The Easy Way to Tie a Knot at the End of Your Sewing Thread

This is a wonderful trick I learned in a millinery class. It’s one of those silly things that someone shows you and you wonder why you never thought of that….  It’s simply the fastest way to tie a knot at the end of your sewing thread. I mean, right at the end, every time, without the knot slipping off the end of the thread.

needle and thread end in hand

Start with a threaded needle. Hold the end of the thread and the needle in the same hand, so that the thread makes a giant loop.

thread and needle held between thumb and forefinger

Grasp both thread and needle between your thumb and index finger. Hold them towards the eye of the needle. There should be about 1/4" of thread tail hanging past your thumb.

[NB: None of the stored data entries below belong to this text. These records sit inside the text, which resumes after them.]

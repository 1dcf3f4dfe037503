//! Core data models for the escrow marketplace
//!
//! This module contains the warranty item state machine, caller
//! identities, and the read-only snapshot type the engine hands out.

use crate::asset::{AssetKind, Balance};
use chrono::{DateTime, Utc};
use serde::{Deserialize, Serialize};
use std::fmt;
use uuid::Uuid;

/// Authenticated identity of a transaction sender
#[derive(Debug, Clone, PartialEq, Eq, Hash, Serialize, Deserialize)]
#[serde(transparent)]
pub struct Address(String);

impl Address {
    pub fn new<S: Into<String>>(addr: S) -> Self {
        Self(addr.into())
    }

    pub fn as_str(&self) -> &str {
        &self.0
    }
}

impl fmt::Display for Address {
    fn fmt(&self, f: &mut fmt::Formatter<'_>) -> fmt::Result {
        f.write_str(&self.0)
    }
}

impl From<&str> for Address {
    fn from(addr: &str) -> Self {
        Self(addr.to_string())
    }
}

impl From<String> for Address {
    fn from(addr: String) -> Self {
        Self(addr)
    }
}

/// Item state machine enum
///
/// Strictly forward-moving: `Listed -> Locked -> Completed`. No other
/// edge is reachable and no state ever reverts.
#[derive(Debug, Clone, Copy, PartialEq, Eq, Serialize, Deserialize)]
pub enum ItemStatus {
    /// Listed by the seller, awaiting a buyer
    Listed,
    /// Payment locked in escrow, awaiting buyer finalization
    Locked,
    /// Settled and closed; kept as a historical record
    Completed,
}

impl ItemStatus {
    /// Check if this state allows locking funds
    pub fn can_lock(&self) -> bool {
        matches!(self, Self::Listed)
    }

    /// Check if this state allows finalization
    pub fn can_finalize(&self) -> bool {
        matches!(self, Self::Locked)
    }

    /// Check if this is a terminal state (no further transitions possible)
    pub fn is_terminal(&self) -> bool {
        matches!(self, Self::Completed)
    }
}

/// A warranty item listed on the marketplace.
///
/// Fields are private: the engine is the sole authority permitted to
/// mutate status, buyer, and the locked balance. Everything else is
/// read-only after creation. Items are never destroyed; a completed
/// item persists indefinitely.
pub struct WarrantyItem<K: AssetKind> {
    id: Uuid,
    name: String,
    description: String,
    image_url: String,
    price: u64,
    status: ItemStatus,
    seller: Address,
    buyer: Option<Address>,
    locked: Balance<K>,
    created_at: DateTime<Utc>,
    locked_at: Option<DateTime<Utc>>,
    completed_at: Option<DateTime<Utc>>,
}

impl<K: AssetKind> WarrantyItem<K> {
    /// Create a new listed item with an empty escrow balance
    pub fn new(
        name: String,
        description: String,
        image_url: String,
        price: u64,
        seller: Address,
    ) -> Self {
        Self {
            id: Uuid::new_v4(),
            name,
            description,
            image_url,
            price,
            status: ItemStatus::Listed,
            seller,
            buyer: None,
            locked: Balance::zero(),
            created_at: Utc::now(),
            locked_at: None,
            completed_at: None,
        }
    }

    pub fn id(&self) -> Uuid {
        self.id
    }

    pub fn name(&self) -> &str {
        &self.name
    }

    pub fn price(&self) -> u64 {
        self.price
    }

    pub fn status(&self) -> ItemStatus {
        self.status
    }

    pub fn seller(&self) -> &Address {
        &self.seller
    }

    pub fn buyer(&self) -> Option<&Address> {
        self.buyer.as_ref()
    }

    /// Value currently held in escrow for this item
    pub fn locked_value(&self) -> u64 {
        self.locked.value()
    }

    /// Move the payment into escrow and record the buyer.
    ///
    /// Caller must have validated status, buyer absence, and the exact
    /// amount; this only commits the transition.
    pub(crate) fn lock(&mut self, funds: Balance<K>, buyer: Address) {
        debug_assert!(self.status.can_lock());
        debug_assert!(self.buyer.is_none());
        self.locked.join(funds);
        self.buyer = Some(buyer);
        self.status = ItemStatus::Locked;
        self.locked_at = Some(Utc::now());
    }

    /// Drain the escrowed balance for settlement
    pub(crate) fn take_locked(&mut self) -> Balance<K> {
        self.locked.take_all()
    }

    /// Return a drained balance to escrow after an aborted settlement
    pub(crate) fn restore_locked(&mut self, funds: Balance<K>) {
        self.locked.join(funds);
    }

    /// Close the item after full disbursement
    pub(crate) fn complete(&mut self) {
        debug_assert_eq!(self.locked.value(), 0);
        self.status = ItemStatus::Completed;
        self.completed_at = Some(Utc::now());
    }

    /// Read-only projection of current state
    pub fn snapshot(&self) -> ItemSnapshot {
        ItemSnapshot {
            id: self.id,
            name: self.name.clone(),
            description: self.description.clone(),
            image_url: self.image_url.clone(),
            price: self.price,
            asset: K::SYMBOL.to_string(),
            status: self.status,
            seller: self.seller.clone(),
            buyer: self.buyer.clone(),
            locked_value: self.locked.value(),
            created_at: self.created_at,
            locked_at: self.locked_at,
            completed_at: self.completed_at,
        }
    }
}

/// Cloneable view of a warranty item; the escrowed balance itself never
/// leaves the engine.
#[derive(Debug, Clone, Serialize, Deserialize)]
pub struct ItemSnapshot {
    pub id: Uuid,
    pub name: String,
    pub description: String,
    pub image_url: String,
    pub price: u64,
    pub asset: String,
    pub status: ItemStatus,
    pub seller: Address,
    pub buyer: Option<Address>,
    pub locked_value: u64,
    pub created_at: DateTime<Utc>,
    pub locked_at: Option<DateTime<Utc>>,
    pub completed_at: Option<DateTime<Utc>>,
}

#[cfg(test)]
mod tests {
    use super::*;
    use crate::asset::Coin;

    struct Credits;

    impl AssetKind for Credits {
        const SYMBOL: &'static str = "CRED";
    }

    fn listed_item(price: u64) -> WarrantyItem<Credits> {
        WarrantyItem::new(
            "Blender".to_string(),
            "Two-year warranty".to_string(),
            "https://example.com/blender.png".to_string(),
            price,
            Address::from("seller"),
        )
    }

    #[test]
    fn status_helpers() {
        assert!(ItemStatus::Listed.can_lock());
        assert!(!ItemStatus::Listed.can_finalize());
        assert!(ItemStatus::Locked.can_finalize());
        assert!(!ItemStatus::Locked.can_lock());
        assert!(ItemStatus::Completed.is_terminal());
        assert!(!ItemStatus::Completed.can_lock());
        assert!(!ItemStatus::Completed.can_finalize());
    }

    #[test]
    fn new_item_is_listed_with_empty_escrow() {
        let item = listed_item(1000);

        assert_eq!(item.status(), ItemStatus::Listed);
        assert_eq!(item.price(), 1000);
        assert!(item.buyer().is_none());
        assert_eq!(item.locked_value(), 0);
        assert_eq!(item.seller().as_str(), "seller");
    }

    #[test]
    fn lock_records_buyer_and_full_price() {
        let mut item = listed_item(1000);

        item.lock(Coin::mint(1000).into_balance(), Address::from("buyer"));

        assert_eq!(item.status(), ItemStatus::Locked);
        assert_eq!(item.locked_value(), 1000);
        assert_eq!(item.buyer().map(Address::as_str), Some("buyer"));
        assert!(item.snapshot().locked_at.is_some());
    }

    #[test]
    fn complete_empties_escrow() {
        let mut item = listed_item(500);
        item.lock(Coin::mint(500).into_balance(), Address::from("buyer"));

        let pool = item.take_locked();
        assert_eq!(pool.value(), 500);
        item.complete();

        assert_eq!(item.status(), ItemStatus::Completed);
        assert_eq!(item.locked_value(), 0);
        // Buyer stays on record after completion
        assert!(item.buyer().is_some());
    }

    #[test]
    fn snapshot_reflects_item() {
        let item = listed_item(750);
        let snapshot = item.snapshot();

        assert_eq!(snapshot.id, item.id());
        assert_eq!(snapshot.price, 750);
        assert_eq!(snapshot.asset, "CRED");
        assert_eq!(snapshot.status, ItemStatus::Listed);
        assert_eq!(snapshot.locked_value, 0);
    }
}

winding the thread around the needle

Wind the thread around the needle three to five times. The more you wind, the bigger the knot. I usually use my other hand to do this, but it's holding a camera.

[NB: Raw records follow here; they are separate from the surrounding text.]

//! Escrow engine - warranty item lifecycle and split settlement
//!
//! This module owns the `WarrantyItem` state machine: sellers list
//! items, buyers lock the exact asking price into escrow, and the buyer
//! alone finalizes by choosing how the locked balance splits between
//! seller payout and own refund. Every entry operation runs under the
//! item store's write lock, reproducing the serialized, all-or-nothing
//! execution the design assumes.

use crate::{
    asset::{AssetKind, Coin},
    error::MarketError,
    events::{EventLog, EventRecord, MarketEvent},
    ledger::SettlementLedger,
    models::{Address, ItemSnapshot, ItemStatus, WarrantyItem},
    MarketResult,
};
use serde::Serialize;
use std::{collections::HashMap, fmt, sync::Arc};
use tokio::sync::RwLock;
use tracing::{info, warn};
use uuid::Uuid;

/// Configuration for the marketplace
#[derive(Debug, Clone)]
pub struct MarketplaceConfig {
    /// Permit listings with a price of zero.
    ///
    /// A zero-price item needs no payment to lock, which is an edge the
    /// original design allows; deployments that consider it unintended
    /// can switch it off.
    pub allow_zero_price: bool,
}

impl Default for MarketplaceConfig {
    fn default() -> Self {
        Self {
            allow_zero_price: true,
        }
    }
}

impl MarketplaceConfig {
    /// Load configuration from `MARKET_`-prefixed environment variables,
    /// falling back to defaults
    pub fn from_env() -> MarketResult<Self> {
        let settings = config::Config::builder()
            .set_default("allow_zero_price", true)?
            .add_source(config::Environment::with_prefix("MARKET"))
            .build()?;

        Ok(Self {
            allow_zero_price: settings.get_bool("allow_zero_price")?,
        })
    }
}

/// Item listing request
#[derive(Debug, Clone)]
pub struct CreateItemRequest {
    pub name: String,
    pub description: String,
    pub image_url: String,
    /// Exact amount a locked payment must carry
    pub price: u64,
    pub seller: Address,
}

/// A rejected lock attempt, handing the untouched payment instrument
/// back to the caller so a failed call has zero effect.
pub struct RejectedPayment<K: AssetKind> {
    pub payment: Coin<K>,
    pub error: MarketError,
}

impl<K: AssetKind> fmt::Debug for RejectedPayment<K> {
    fn fmt(&self, f: &mut fmt::Formatter<'_>) -> fmt::Result {
        f.debug_struct("RejectedPayment")
            .field("payment", &self.payment)
            .field("error", &self.error)
            .finish()
    }
}

impl<K: AssetKind> RejectedPayment<K> {
    fn new(payment: Coin<K>, error: MarketError) -> Self {
        Self { payment, error }
    }

    pub fn into_parts(self) -> (Coin<K>, MarketError) {
        (self.payment, self.error)
    }
}

/// Outcome of a finalized item
#[derive(Debug, Clone, Serialize)]
pub struct Settlement {
    pub item_id: Uuid,
    pub seller_amount: u64,
    pub buyer_refund: u64,
}

/// Main escrow engine coordinating the warranty item lifecycle
pub struct Marketplace<K: AssetKind> {
    /// Configuration
    config: MarketplaceConfig,
    /// In-memory item storage (in production, this would be a database)
    items: Arc<RwLock<HashMap<Uuid, WarrantyItem<K>>>>,
    /// Append-only audit trail
    events: EventLog,
    /// Settlement destination for disbursed balances
    ledger: Arc<dyn SettlementLedger<K>>,
}

impl<K: AssetKind> Marketplace<K> {
    /// Create a new marketplace backed by the given settlement ledger
    pub fn new(config: MarketplaceConfig, ledger: Arc<dyn SettlementLedger<K>>) -> Self {
        Self {
            config,
            items: Arc::new(RwLock::new(HashMap::new())),
            events: EventLog::new(),
            ledger,
        }
    }

    /// List a new warranty item.
    ///
    /// The item starts `Listed` with no buyer and an empty escrow
    /// balance, and becomes discoverable by any party through its id.
    pub async fn create_item(&self, request: CreateItemRequest) -> MarketResult<ItemSnapshot> {
        if request.price == 0 && !self.config.allow_zero_price {
            warn!(seller = %request.seller, "rejected zero-price listing");
            return Err(MarketError::ZeroPrice);
        }

        let item = WarrantyItem::new(
            request.name,
            request.description,
            request.image_url,
            request.price,
            request.seller,
        );
        let snapshot = item.snapshot();

        let mut items = self.items.write().await;
        items.insert(snapshot.id, item);
        self.events
            .append(MarketEvent::ItemCreated {
                item_id: snapshot.id,
                seller: snapshot.seller.clone(),
                name: snapshot.name.clone(),
                price: snapshot.price,
            })
            .await;

        info!(
            item_id = %snapshot.id,
            seller = %snapshot.seller,
            price = snapshot.price,
            "listed warranty item"
        );

        Ok(snapshot)
    }

    /// Lock a payment into an item's escrow.
    ///
    /// The payment must carry exactly the listed price; there is no
    /// overpayment tolerance and no change-giving. On any precondition
    /// failure the instrument is returned untouched inside
    /// [`RejectedPayment`]. On success the coin is fully consumed, the
    /// caller becomes the item's buyer for the rest of its lifetime,
    /// and the item moves to `Locked`.
    pub async fn lock_funds(
        &self,
        item_id: Uuid,
        payment: Coin<K>,
        caller: &Address,
    ) -> Result<(), RejectedPayment<K>> {
        let mut items = self.items.write().await;

        let item = match items.get_mut(&item_id) {
            Some(item) => item,
            None => {
                return Err(RejectedPayment::new(
                    payment,
                    MarketError::ItemNotFound(item_id),
                ))
            }
        };

        // A recorded buyer always outranks the status check so a second
        // lock attempt reports AlreadyLocked rather than InvalidStatus.
        if item.buyer().is_some() {
            warn!(item_id = %item_id, caller = %caller, "lock rejected: buyer already recorded");
            return Err(RejectedPayment::new(
                payment,
                MarketError::AlreadyLocked { item_id },
            ));
        }

        if !item.status().can_lock() {
            warn!(
                item_id = %item_id,
                status = ?item.status(),
                "lock rejected: item not listed"
            );
            return Err(RejectedPayment::new(
                payment,
                MarketError::invalid_status(item_id, ItemStatus::Listed, item.status()),
            ));
        }

        let amount = payment.value();
        if amount != item.price() {
            warn!(
                item_id = %item_id,
                expected = item.price(),
                actual = amount,
                "lock rejected: amount mismatch"
            );
            return Err(RejectedPayment::new(
                payment,
                MarketError::AmountMismatch {
                    expected: item.price(),
                    actual: amount,
                },
            ));
        }

        item.lock(payment.into_balance(), caller.clone());

        self.events
            .append(MarketEvent::FundsLocked {
                item_id,
                buyer: caller.clone(),
                amount,
            })
            .await;

        info!(item_id = %item_id, buyer = %caller, amount, "locked funds in escrow");

        Ok(())
    }

    /// Finalize an item, splitting the escrowed balance.
    ///
    /// Only the recorded buyer may call this; the split requires no
    /// seller counter-signature. `amount_for_seller` goes to the
    /// seller and the remainder is refunded to the buyer, leaving the
    /// escrow at exactly zero. The item then closes permanently.
    pub async fn finalize_and_split(
        &self,
        item_id: Uuid,
        amount_for_seller: u64,
        caller: &Address,
    ) -> MarketResult<Settlement> {
        let mut items = self.items.write().await;
        let item = items
            .get_mut(&item_id)
            .ok_or(MarketError::ItemNotFound(item_id))?;

        if !item.status().can_finalize() {
            warn!(
                item_id = %item_id,
                status = ?item.status(),
                "finalize rejected: item not locked"
            );
            return Err(MarketError::invalid_status(
                item_id,
                ItemStatus::Locked,
                item.status(),
            ));
        }

        if item.buyer() != Some(caller) {
            warn!(item_id = %item_id, caller = %caller, "finalize rejected: caller is not the buyer");
            return Err(MarketError::NotBuyer { item_id });
        }

        let available = item.locked_value();
        if amount_for_seller > available {
            warn!(
                item_id = %item_id,
                requested = amount_for_seller,
                available,
                "finalize rejected: payout exceeds escrow"
            );
            return Err(MarketError::ExcessiveAmount {
                requested: amount_for_seller,
                available,
            });
        }

        let seller = item.seller().clone();
        let buyer = caller.clone();

        let mut pool = item.take_locked();
        let seller_cut = match pool.split(amount_for_seller) {
            Ok(cut) => cut,
            // The amount was validated against the pool; if the split
            // refuses anyway, put everything back untouched.
            Err(error) => {
                item.restore_locked(pool);
                return Err(error);
            }
        };
        let refund = pool.take_all();
        let buyer_refund = refund.value();

        if seller_cut.value() > 0 {
            self.ledger.deposit(&seller, seller_cut).await;
        }
        if buyer_refund > 0 {
            self.ledger.deposit(&buyer, refund).await;
        }

        item.complete();

        self.events
            .append(MarketEvent::ItemFinalized {
                item_id,
                seller_amount: amount_for_seller,
                buyer_refund,
            })
            .await;

        info!(
            item_id = %item_id,
            seller_amount = amount_for_seller,
            buyer_refund,
            "finalized item"
        );

        Ok(Settlement {
            item_id,
            seller_amount: amount_for_seller,
            buyer_refund,
        })
    }

    /// Get a read-only snapshot of an item
    pub async fn item(&self, item_id: Uuid) -> MarketResult<ItemSnapshot> {
        self.items
            .read()
            .await
            .get(&item_id)
            .map(WarrantyItem::snapshot)
            .ok_or(MarketError::ItemNotFound(item_id))
    }

    /// Current status of an item
    pub async fn status(&self, item_id: Uuid) -> MarketResult<ItemStatus> {
        Ok(self.item(item_id).await?.status)
    }

    /// Listed price of an item
    pub async fn price(&self, item_id: Uuid) -> MarketResult<u64> {
        Ok(self.item(item_id).await?.price)
    }

    /// Seller address of an item
    pub async fn seller(&self, item_id: Uuid) -> MarketResult<Address> {
        Ok(self.item(item_id).await?.seller)
    }

    /// Recorded buyer, if any
    pub async fn buyer(&self, item_id: Uuid) -> MarketResult<Option<Address>> {
        Ok(self.item(item_id).await?.buyer)
    }

    /// Value currently held in escrow for an item
    pub async fn locked_value(&self, item_id: Uuid) -> MarketResult<u64> {
        Ok(self.item(item_id).await?.locked_value)
    }

    /// Snapshots of every item ever listed
    pub async fn items(&self) -> Vec<ItemSnapshot> {
        self.items
            .read()
            .await
            .values()
            .map(WarrantyItem::snapshot)
            .collect()
    }

    /// Items where the address is the seller or the recorded buyer
    pub async fn items_for(&self, address: &Address) -> Vec<ItemSnapshot> {
        self.items
            .read()
            .await
            .values()
            .filter(|item| item.seller() == address || item.buyer() == Some(address))
            .map(WarrantyItem::snapshot)
            .collect()
    }

    /// Full audit trail in commit order
    pub async fn events(&self) -> Vec<EventRecord> {
        self.events.all().await
    }

    /// Audit trail for a single item
    pub async fn events_for_item(&self, item_id: Uuid) -> Vec<EventRecord> {
        self.events.for_item(item_id).await
    }

    pub fn config(&self) -> &MarketplaceConfig {
        &self.config
    }
}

knot has been slid partway along thread

Shift your grip slightly so you're pinching the wrapped thread and the needle. Grasp the needle with your other hand, and pull it as though taking a stitch. This will slide the little coil of thread onto the main thread (seen here).

knot at end of thread

Continue pulling the needle, until the thread has all been pulled through the coil. Let go of the end. You have a knot.

creating a larger knot

If your knot is not large enough, simply repeat the process. Make sure that the original knot is somewhere in the middle of the thread you're wrapping around the needle.

bigger knot at end of thread

Pull the needle through, as before. Now you have a larger knot, because your original knot is in the middle of the new knot.

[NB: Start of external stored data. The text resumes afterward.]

//! Infrastructure layer: concrete adapters for the REST backend, the socket
//! channel and token storage.

pub mod api;
pub mod dto;
pub mod socket;
pub mod storage;
//! Domain layer: entities, validated form values and the ports to the backend.

pub mod api;
pub mod emitter;
pub mod entity;
pub mod storage;
pub mod value_object;

pub use api::{AuthToken, ChatApi, ProfileUpdate};
pub use emitter::SocketEmitter;
pub use entity::{Message, Room, RoomMember, User, UserRef};
pub use storage::{TOKEN_STORAGE_KEY, TokenStore};
pub use value_object::{
    DisplayName, Email, LoginForm, MessageContent, Password, RoomName, SignupForm,
    ValidationError,
};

6 thoughts on “The Easy Way to Tie a Knot at the End of Your Sewing Thread

  1. missa says:

    Teehee…. That is *exactly* what I thought when I learned it. I’ve never gone back to knotting off thread (starting or finishing) with anything but a bullion knot. (Well, except when I forget to leave myself enough thread. That’s a whole different thing, though.)

    4 years ago | Reply

    • missa says:

      Yep – down with that. ;) I’ve learned to do a lot of sewing tasks one handed, mostly because I lack the planning skills to to obvious things (like threading needles and tying knots) in advance. *laugh*
      Glad you’re enjoying the site!

      3 years ago | Reply

  2. Annique says:

    I nominate your for a Pulitzer Prize!